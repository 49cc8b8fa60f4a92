//! Direct board commands against the upstream API.

use anyhow::{Context, Result};
use clap::Subcommand;
use colored::Colorize;

use boardsync_core::MutationApi;

use super::UpstreamArgs;
use crate::output;

#[derive(Subcommand)]
pub enum BoardCommands {
    /// Create a new board
    Create {
        /// Board name
        name: String,

        /// Let Trello add its default lists
        #[arg(long)]
        default_lists: bool,
    },

    /// List boards visible to the token
    Boards,

    /// Show the lists of a board
    Lists {
        /// Board ID
        board_id: String,
    },

    /// Show the cards of a list
    Cards {
        /// List ID
        list_id: String,
    },
}

pub async fn execute(cmd: BoardCommands, upstream: &UpstreamArgs) -> Result<()> {
    let client = upstream.client()?;

    match cmd {
        BoardCommands::Create {
            name,
            default_lists,
        } => {
            let board = client
                .create_board(&name, default_lists)
                .await
                .with_context(|| format!("Failed to create board '{}'", name))?;
            println!(
                "{} Created board: {} ({})",
                "✓".green().bold(),
                board.name.cyan(),
                board.id.dimmed()
            );
            if let Some(url) = &board.url {
                println!("  {}", url.dimmed());
            }
        }

        BoardCommands::Boards => {
            let boards = client.fetch_boards().await.context("Failed to fetch boards")?;
            output::print_boards_table(&boards);
        }

        BoardCommands::Lists { board_id } => {
            let lists = client
                .fetch_lists(&board_id)
                .await
                .with_context(|| format!("Failed to fetch lists of board {}", board_id))?;
            output::print_lists_table(&lists);
        }

        BoardCommands::Cards { list_id } => {
            let cards = client
                .fetch_cards(&list_id)
                .await
                .with_context(|| format!("Failed to fetch cards of list {}", list_id))?;
            output::print_cards_table(&cards);
        }
    }

    Ok(())
}
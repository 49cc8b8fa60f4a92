//! The upstream task API as seen by the engine.

use async_trait::async_trait;

use crate::board::{Board, Card, CardPatch, List};
use crate::error::TransportError;
use crate::optimistic::Intent;

/// Outbound calls against the upstream task-management service.
///
/// Implementations perform network I/O; the engine only ever calls them from
/// spawned tasks whose results re-enter the board runtime's queue.
#[async_trait]
pub trait MutationApi: Send + Sync {
    async fn create_card(&self, list_id: &str, name: &str, desc: Option<&str>) -> Result<Card, TransportError>;

    async fn update_card(&self, card_id: &str, fields: &CardPatch) -> Result<Card, TransportError>;

    async fn move_card(&self, card_id: &str, to_list_id: &str) -> Result<Card, TransportError>;

    async fn archive_card(&self, card_id: &str) -> Result<(), TransportError>;

    async fn delete_card(&self, card_id: &str) -> Result<(), TransportError>;

    async fn create_board(&self, name: &str, default_lists: bool) -> Result<Board, TransportError>;

    async fn fetch_boards(&self) -> Result<Vec<Board>, TransportError>;

    async fn fetch_lists(&self, board_id: &str) -> Result<Vec<List>, TransportError>;

    async fn fetch_cards(&self, list_id: &str) -> Result<Vec<Card>, TransportError>;
}

/// Successful result of a card mutation call.
#[derive(Debug, Clone, PartialEq)]
pub enum MutationOutcome {
    Created(Card),
    Updated(Card),
    Moved(Card),
    Archived { card_id: String },
    Deleted { card_id: String },
}

/// Lists of a board together with each list's cards, as returned by a full fetch.
#[derive(Debug, Clone, Default, PartialEq)]
pub struct BoardSnapshot {
    pub lists: Vec<List>,
    pub cards: Vec<Card>,
}

/// Fetch every list of `board_id` and every card of those lists.
pub async fn fetch_board(api: &dyn MutationApi, board_id: &str) -> Result<BoardSnapshot, TransportError> {
    let lists = api.fetch_lists(board_id).await?;
    let mut cards = Vec::new();
    for list in &lists {
        cards.extend(api.fetch_cards(&list.id).await?);
    }
    Ok(BoardSnapshot { lists, cards })
}

/// Issue the upstream call for a local intent.
pub async fn execute(api: &dyn MutationApi, intent: &Intent) -> Result<MutationOutcome, TransportError> {
    let outcome = match intent {
        Intent::CreateCard { list_id, name, desc } => {
            MutationOutcome::Created(api.create_card(list_id, name, desc.as_deref()).await?)
        }
        Intent::MoveCard {
            card_id, to_list_id, ..
        } => MutationOutcome::Moved(api.move_card(card_id, to_list_id).await?),
        Intent::UpdateCard { card_id, fields } => MutationOutcome::Updated(api.update_card(card_id, fields).await?),
        Intent::ArchiveCard { card_id } => {
            api.archive_card(card_id).await?;
            MutationOutcome::Archived {
                card_id: card_id.clone(),
            }
        }
        Intent::DeleteCard { card_id } => {
            api.delete_card(card_id).await?;
            MutationOutcome::Deleted {
                card_id: card_id.clone(),
            }
        }
    };
    Ok(outcome)
}
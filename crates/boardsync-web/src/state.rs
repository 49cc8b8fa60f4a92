//! Application state.

use std::sync::Arc;

use boardsync_core::{Board, BoardHandle, BroadcastEvent, CorrelationId, MutationApi, StoreChange, SyncNotice};
use serde::Serialize;
use tokio::sync::broadcast;
use tracing::debug;

/// Messages that only the server originates.
#[derive(Clone, Serialize, Debug, PartialEq)]
#[serde(tag = "type", content = "data", rename_all = "camelCase", rename_all_fields = "camelCase")]
pub enum ServerMessage {
    BoardCreated(Board),
    /// Raw upstream webhook body, relayed untouched.
    TrelloEvent(serde_json::Value),
    /// New content of the lists the hosted session just changed.
    ListsChanged(StoreChange),
    MutationFailed { correlation: CorrelationId, message: String },
    RolledBack { correlation: CorrelationId },
}

/// WebSocket message types.
///
/// Card events keep the exact shape of the broadcast channel so viewers can
/// feed them straight into their own engine.
#[derive(Clone, Serialize, Debug, PartialEq)]
#[serde(untagged)]
pub enum WireMessage {
    Card(BroadcastEvent),
    Server(ServerMessage),
}

impl From<BroadcastEvent> for WireMessage {
    fn from(event: BroadcastEvent) -> Self {
        Self::Card(event)
    }
}

impl From<ServerMessage> for WireMessage {
    fn from(message: ServerMessage) -> Self {
        Self::Server(message)
    }
}

/// Application state shared across handlers.
#[derive(Clone)]
pub struct AppState {
    pub api: Arc<dyn MutationApi>,
    pub tx: broadcast::Sender<WireMessage>,
    /// Reconciliation session for one board, when the server hosts one.
    pub sync: Option<BoardHandle>,
}

impl AppState {
    pub fn new(api: Arc<dyn MutationApi>) -> Self {
        let (tx, _rx) = broadcast::channel(100);
        Self { api, tx, sync: None }
    }

    pub fn with_sync(mut self, handle: BoardHandle) -> Self {
        self.sync = Some(handle);
        self
    }

    /// Broadcast a message to all WebSocket clients.
    pub fn broadcast(&self, msg: impl Into<WireMessage>) {
        let _ = self.tx.send(msg.into());
    }

    /// Mirror a card change to WebSocket clients and the hosted session.
    pub async fn publish(&self, event: BroadcastEvent) {
        if let Some(sync) = &self.sync {
            if let Err(e) = sync.ingest_broadcast(event.clone()).await {
                debug!(error = %e, "Hosted session did not take broadcast event");
            }
        }
        self.broadcast(event);
    }

    /// Relay hosted-session store changes and notices to WebSocket clients.
    pub fn spawn_relay(&self) {
        let Some(sync) = &self.sync else { return };
        let mut changes = sync.subscribe();
        let mut notices = sync.notices();

        let tx = self.tx.clone();
        tokio::spawn(async move {
            loop {
                match changes.recv().await {
                    Ok(change) => {
                        let _ = tx.send(ServerMessage::ListsChanged(change).into());
                    }
                    Err(broadcast::error::RecvError::Lagged(skipped)) => {
                        debug!(skipped, "Store change relay lagged");
                    }
                    Err(broadcast::error::RecvError::Closed) => break,
                }
            }
        });

        let tx = self.tx.clone();
        tokio::spawn(async move {
            loop {
                let message: WireMessage = match notices.recv().await {
                    Ok(SyncNotice::Mirror(event)) => event.into(),
                    Ok(SyncNotice::MutationFailed { correlation, message }) => {
                        ServerMessage::MutationFailed { correlation, message }.into()
                    }
                    Ok(SyncNotice::RolledBack { correlation }) => ServerMessage::RolledBack { correlation }.into(),
                    Err(broadcast::error::RecvError::Lagged(skipped)) => {
                        debug!(skipped, "Notice relay lagged");
                        continue;
                    }
                    Err(broadcast::error::RecvError::Closed) => break,
                };
                let _ = tx.send(message);
            }
        });
    }
}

## EXERCISE
Which lines belong in the answer? Exactly those from the first line of the entries through the line holding "BoardCommands, upstream: &UpstreamArgs)", inclusive, copied unchanged.

## SOLUTION FOR THIS PROBLEM
repository 49cc8b8fa60f4a92
//! Direct board commands against the upstream API.

use anyhow::{Context, Result};
use clap::Subcommand;
use colored::Colorize;

use boardsync_core::MutationApi;

use super::UpstreamArgs;
use crate::output;

#[derive(Subcommand)]
pub enum BoardCommands {
    /// Create a new board
    Create {
        /// Board name
        name: String,

        /// Let Trello add its default lists
        #[arg(long)]
        default_lists: bool,
    },

    /// List boards visible to the token
    Boards,

    /// Show the lists of a board
    Lists {
        /// Board ID
        board_id: String,
    },

    /// Show the cards of a list
    Cards {
        /// List ID
        list_id: String,
    },
}

pub async fn execute(cmd: BoardCommands, upstream: &UpstreamArgs) -> Result<()> {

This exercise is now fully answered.